RésuméLa civilisation de l’Oxus appartient aux sociétés à différenciation sociale forte, qui se constate particulièrement dans les pratiques mortuaires. L’étude des biens funéraires permet de dégager plusieurs types d’artefacts propres à cette entité culturelle, dénommés « objets à caractère symbolique ». Tandis que plusieurs d’entre eux sont incontestablement ostentatoires et marqueurs du prestige des défunts, d’autres objets en apparence peu prestigieux interrogent quant à leur statut de reflet d’un fort capital symbolique et d’un pouvoir social. Le croisement de plusieurs indicateurs (répartition, contexte de découverte, représentations) permet, cependant, d’entrevoir leur valeur symbolique et sociale. La distribution de ces artefacts selon les types de sépultures tend également à révéler un usage funéraire particulier de ces objets, dénotant probablement des fonctions, voire des prestiges différents des individus inhumés, où intervient notamment une distinction par genre, mais pas uniquement.Mots-clés : Asie centrale, protohistoire, âge du Bronze, pratiques funéraires, culture matérielle, statut social, pouvoir, différenciation, genre.

AbstractThe Oxus civilization belongs to societies with strong social differentiation, particularly visible in the burial practices.
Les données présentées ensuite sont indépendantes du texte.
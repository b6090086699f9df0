use std::fs::OpenOptions;
use std::io::Write;
use std::path::PathBuf;

use anyhow::{Context, Result};
use tracing::warn;

/// One capability: put the final text blob where the operator can
/// collect it. Keeping this behind a trait lets the extraction pipeline
/// stay pure and the tests substitute a capture target.
pub trait Sink {
    fn deliver(&mut self, text: &str) -> Result<()>;
}

/// System clipboard, the default target.
pub struct ClipboardSink;

impl Sink for ClipboardSink {
    fn deliver(&mut self, text: &str) -> Result<()> {
        let mut clipboard = arboard::Clipboard::new().context("clipboard unavailable")?;
        clipboard.set_text(text).context("clipboard write failed")?;
        Ok(())
    }
}

/// Prints the blob verbatim so stdout can be redirected.
pub struct StdoutSink;

impl Sink for StdoutSink {
    fn deliver(&mut self, text: &str) -> Result<()> {
        let mut stdout = std::io::stdout().lock();
        stdout.write_all(text.as_bytes())?;
        stdout.write_all(b"\n")?;
        Ok(())
    }
}

/// Writes the blob to the operator's collection file, either replacing
/// it or appending. The text is written verbatim, no trailing newline,
/// so splitting the file on the separator recovers the records exactly.
pub struct FileSink {
    pub path: PathBuf,
    pub append: bool,
}

impl Sink for FileSink {
    fn deliver(&mut self, text: &str) -> Result<()> {
        let mut options = OpenOptions::new();
        options.create(true);
        if self.append {
            options.append(true);
        } else {
            options.write(true).truncate(true);
        }
        let mut file = options
            .open(&self.path)
            .with_context(|| format!("opening {}", self.path.display()))?;
        file.write_all(text.as_bytes())
            .with_context(|| format!("writing {}", self.path.display()))?;
        Ok(())
    }
}

/// Try the primary sink; on failure print the framed blob so the data
/// survives the run even when the automatic copy does not. One fallback,
/// no retry. Returns whether the primary sink took the text.
pub fn deliver_or_print(primary: &mut dyn Sink, text: &str) -> bool {
    match primary.deliver(text) {
        Ok(()) => true,
        Err(e) => {
            warn!("delivery failed: {:#}", e);
            println!("Copy the text below manually:");
            println!("{}", "=".repeat(60));
            println!("{}", text);
            println!("{}", "=".repeat(60));
            false
        }
    }
}

// ── Tests ──
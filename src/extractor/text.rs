use scraper::node::Node;
use scraper::ElementRef;

/// Subtrees that never contribute visible text.
const SKIPPED_TAGS: &[&str] = &["script", "style", "noscript", "template", "head"];

/// Elements that open and close their own line. Everything else is inline.
const BLOCK_TAGS: &[&str] = &[
    "address", "article", "aside", "blockquote", "dd", "details", "div", "dl", "dt", "fieldset",
    "figcaption", "figure", "footer", "form", "h1", "h2", "h3", "h4", "h5", "h6", "header", "hr",
    "li", "main", "nav", "ol", "p", "pre", "section", "summary", "table", "tbody", "td", "tfoot",
    "th", "thead", "tr", "ul",
];

/// Plain-text rendering of an element subtree, approximating the text a
/// browser reports for it: hidden subtrees are dropped, block elements
/// break lines, whitespace inside a line collapses to single spaces.
pub fn rendered_text(root: ElementRef) -> String {
    let mut out = String::new();
    walk(root, &mut out);
    normalize(&out)
}

fn walk(element: ElementRef, out: &mut String) {
    for child in element.children() {
        match child.value() {
            Node::Text(text) => push_collapsed(out, text),
            Node::Element(_) => {
                let Some(el) = ElementRef::wrap(child) else {
                    continue;
                };
                let tag = el.value().name();
                if SKIPPED_TAGS.contains(&tag) || is_hidden(el) {
                    continue;
                }
                if tag == "br" {
                    break_line(out);
                    continue;
                }
                let block = BLOCK_TAGS.contains(&tag);
                if block {
                    break_line(out);
                }
                walk(el, out);
                if block {
                    break_line(out);
                }
            }
            _ => {}
        }
    }
}

/// Snapshot-level approximation of "not rendered": the hidden attribute
/// or an inline display:none. Stylesheet-driven visibility is not
/// recoverable from a saved page.
fn is_hidden(el: ElementRef) -> bool {
    let value = el.value();
    if value.attr("hidden").is_some() {
        return true;
    }
    value
        .attr("style")
        .is_some_and(|s| s.to_ascii_lowercase().replace(' ', "").contains("display:none"))
}

fn push_collapsed(out: &mut String, text: &str) {
    for ch in text.chars() {
        if ch.is_whitespace() {
            if !out.is_empty() && !out.ends_with([' ', '\n']) {
                out.push(' ');
            }
        } else {
            out.push(ch);
        }
    }
}

fn break_line(out: &mut String) {
    while out.ends_with(' ') {
        out.pop();
    }
    if !out.is_empty() && !out.ends_with('\n') {
        out.push('\n');
    }
}

fn normalize(raw: &str) -> String {
    let lines: Vec<&str> = raw
        .lines()
        .map(str::trim)
        .filter(|line| !line.is_empty())
        .collect();
    lines.join("\n")
}

// ── Tests ──
use std::collections::HashSet;
use std::sync::LazyLock;

use ego_tree::NodeId;
use scraper::{ElementRef, Html, Selector};

use super::text::rendered_text;

/// Case-sensitive anchors a fallback match must contain. These are the
/// literal labels the portal prints on every record.
const ANCHORS: &[&str] = &["Processo:", "Acórdão"];

static ANY_ELEMENT: LazyLock<Selector> = LazyLock::new(|| Selector::parse("*").unwrap());

/// Scan every element for anchor text inside the length window, then keep
/// only outermost matches. The window excludes menu fragments on the low
/// end and whole-page containers on the high end; both bounds are
/// exclusive. A match nested inside another match is redundant with its
/// container's larger text and is dropped.
pub fn scan(doc: &Html, min_chars: usize, max_chars: usize) -> Vec<ElementRef<'_>> {
    let matched: Vec<ElementRef> = doc
        .select(&ANY_ELEMENT)
        .filter(|el| {
            let text = rendered_text(*el);
            let len = text.chars().count();
            len > min_chars && len < max_chars && ANCHORS.iter().any(|a| text.contains(a))
        })
        .collect();

    let ids: HashSet<NodeId> = matched.iter().map(|el| el.id()).collect();
    matched
        .into_iter()
        .filter(|el| el.ancestors().all(|a| !ids.contains(&a.id())))
        .collect()
}

// ── Tests ──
The study of the funerary gifts allows to highlight several types of artifacts, specific to this cultural entity, hereinafter “objects with symbolic character”. While some of them are indisputably conspicuous and markers of the prestige of the deceased, other objects – seemingly not very prestigious – question their value of high symbolic capital and social power. The analysis of several indicators (distribution, context of discovery, representations) allows, however, to detect their symbolic and social status. The distribution of these artifacts according to types of burials also tends to reveal a particular funerary use of these objects, which could probably indicate different functions, or even different prestige attached to the individuals, and where a gender distinction, but not only, is noticeable.Keywords: Central Asia, protohistory, Bronze Age, burial practices, material culture, social status, power, social distinction, gender.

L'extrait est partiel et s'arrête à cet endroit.